» **ASSIGNMENT**
Copy each record exactly, word for word.

(INFORMATION GIVEN)

impl Default for UpstreamConfig {
    fn default() -> Self {
        Self {
            attempt_timeout: UPSTREAM_ATTEMPT_TIMEOUT,
            ipv6_supported: None,
            ipv4_fallback: default_ipv4_fallback(),
            alternate_resolver: None,
        }
    }
}

/// Built-in fallback pool
///
/// Keys only label the entries. The pool is consulted for IPv6 literal
/// targets that could not be reached and have no IPv4 address, never to
/// redirect a domain.
pub fn default_ipv4_fallback() -> BTreeMap<String, Vec<Ipv4Addr>> {
    const TABLE: &[(&str, &[[u8; 4]])] = &[
        ("google.com", &[[142, 250, 72, 174], [142, 250, 72, 175], [142, 250, 72, 176]]),
        ("www.google.com", &[[142, 250, 72, 174], [142, 250, 72, 175]]),
        ("cloudflare.com", &[[104, 16, 132, 229], [104, 16, 133, 229]]),
        ("www.cloudflare.com", &[[104, 16, 132, 229], [104, 16, 133, 229]]),
        ("facebook.com", &[[157, 240, 22, 35], [157, 240, 22, 19]]),
        ("www.facebook.com", &[[157, 240, 22, 35], [157, 240, 22, 19]]),
        ("apple.com", &[[17, 253, 144, 10], [17, 253, 144, 11]]),
        ("www.apple.com", &[[17, 253, 144, 10], [17, 253, 144, 11]]),
    ];

    TABLE
        .iter()
        .map(|(host, addrs)| {
            (
                host.to_string(),
                addrs.iter().map(|o| Ipv4Addr::from(*o)).collect(),
            )
        })
        .collect()
}

/// Clean up host strings the way clients tend to mangle IPv6 literals
///
/// Strips surrounding brackets, collapses runs of colons to `::` and keeps
/// only the first `::`.
pub fn normalize_host(host: &str) -> String {
    let host = host.trim();
    let host = host
        .strip_prefix('[')
        .and_then(|h| h.strip_suffix(']'))
        .unwrap_or(host);

    if !host.contains("::") {
        return host.to_string();
    }

    let mut collapsed = String::with_capacity(host.len());
    let mut colons = 0;
    for c in host.chars() {
        if c == ':' {
            colons += 1;
            if colons <= 2 {
                collapsed.push(c);
            }
        } else {
            colons = 0;
            collapsed.push(c);
        }
    }

    match collapsed.find("::") {
        Some(first) => {
            let (head, tail) = collapsed.split_at(first + 2);
            format!("{}{}", head, tail.replace("::", ":"))
        }
        None => collapsed,
    }
}

/// Whether this host can open IPv6 sockets with a route out
fn detect_ipv6() -> bool {
    let Ok(socket) = std::net::UdpSocket::bind((Ipv6Addr::UNSPECIFIED, 0)) else {
        return false;
    };
    socket
        .connect((Ipv6Addr::new(0x2001, 0x4860, 0x4860, 0, 0, 0, 0, 0x8888), 53))
        .is_ok()
}

/// Opens TCP connections to CONNECT destinations
pub struct UpstreamConnector {
    config: UpstreamConfig,
    ipv6_supported: bool,
    stats: Arc<ConnectStats>,
    #[cfg(feature = "alt-resolver")]
    resolver: Option<AlternateResolver>,
}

(End INFORMATION GIVEN)

» **YOUR SOLUTION**
impl Default for UpstreamConfig {
    fn default() -> Self {
        Self {
            attempt_timeout: UPSTREAM_ATTEMPT_TIMEOUT,
            ipv6_supported: None,
            ipv4_fallback: default_ipv4_fallback(),
            alternate_resolver: None,
        }
    }
}

/// Built-in fallback pool
///
/// Keys only label the entries. The pool is consulted for IPv6 literal
/// targets that could not be reached and have no IPv4 address, never to
/// redirect a domain.
pub fn default_ipv4_fallback() -> BTreeMap<String, Vec<Ipv4Addr>> {
    const TABLE: &[(&str, &[[u8; 4]])] = &[
        ("google.com", &[[142, 250, 72, 174], [142, 250, 72, 175], [142, 250, 72, 176]]),
        ("www.google.com", &[[142, 250, 72, 174], [142, 250, 72, 175]]),
        ("cloudflare.com", &[[104, 16, 132, 229], [104, 16, 133, 229]]),
        ("www.cloudflare.com", &[[104, 16, 132, 229], [104, 16, 133, 229]]),
        ("facebook.com", &[[157, 240, 22, 35], [157, 240, 22, 19]]),
        ("www.facebook.com", &[[157, 240, 22, 35], [157, 240, 22, 19]]),
        ("apple.com", &[[17, 253, 144, 10], [17, 253, 144, 11]]),
        ("www.apple.com", &[[17, 253, 144, 10], [17, 253, 144, 11]]),
    ];

    TABLE
        .iter()
        .map(|(host, addrs)| {
            (
                host.to_string(),
                addrs.iter().map(|o| Ipv4Addr::from(*o)).collect(),
            )
        })
        .collect()
}

/// Clean up host strings the way clients tend to mangle IPv6 literals
///
/// Strips surrounding brackets, collapses runs of colons to `::` and keeps
/// only the first `::`.
pub fn normalize_host(host: &str) -> String {
    let host = host.trim();
    let host = host
        .strip_prefix('[')
        .and_then(|h| h.strip_suffix(']'))
        .unwrap_or(host);

    if !host.contains("::") {
        return host.to_string();
    }

    let mut collapsed = String::with_capacity(host.len());
    let mut colons = 0;
    for c in host.chars() {
        if c == ':' {
            colons += 1;
            if colons <= 2 {
                collapsed.push(c);
            }
        } else {
            colons = 0;
            collapsed.push(c);
        }
    }

    match collapsed.find("::") {
        Some(first) => {
            let (head, tail) = collapsed.split_at(first + 2);
            format!("{}{}", head, tail.replace("::", ":"))
        }
        None => collapsed,
    }
}

/// Whether this host can open IPv6 sockets with a route out
fn detect_ipv6() -> bool {
    let Ok(socket) = std::net::UdpSocket::bind((Ipv6Addr::UNSPECIFIED, 0)) else {
        return false;
    };
    socket
        .connect((Ipv6Addr::new(0x2001, 0x4860, 0x4860, 0, 0, 0, 0, 0x8888), 53))
        .is_ok()
}

/// Opens TCP connections to CONNECT destinations
pub struct UpstreamConnector {
    config: UpstreamConfig,
    ipv6_supported: bool,
    stats: Arc<ConnectStats>,
    #[cfg(feature = "alt-resolver")]
    resolver: Option<AlternateResolver>,
}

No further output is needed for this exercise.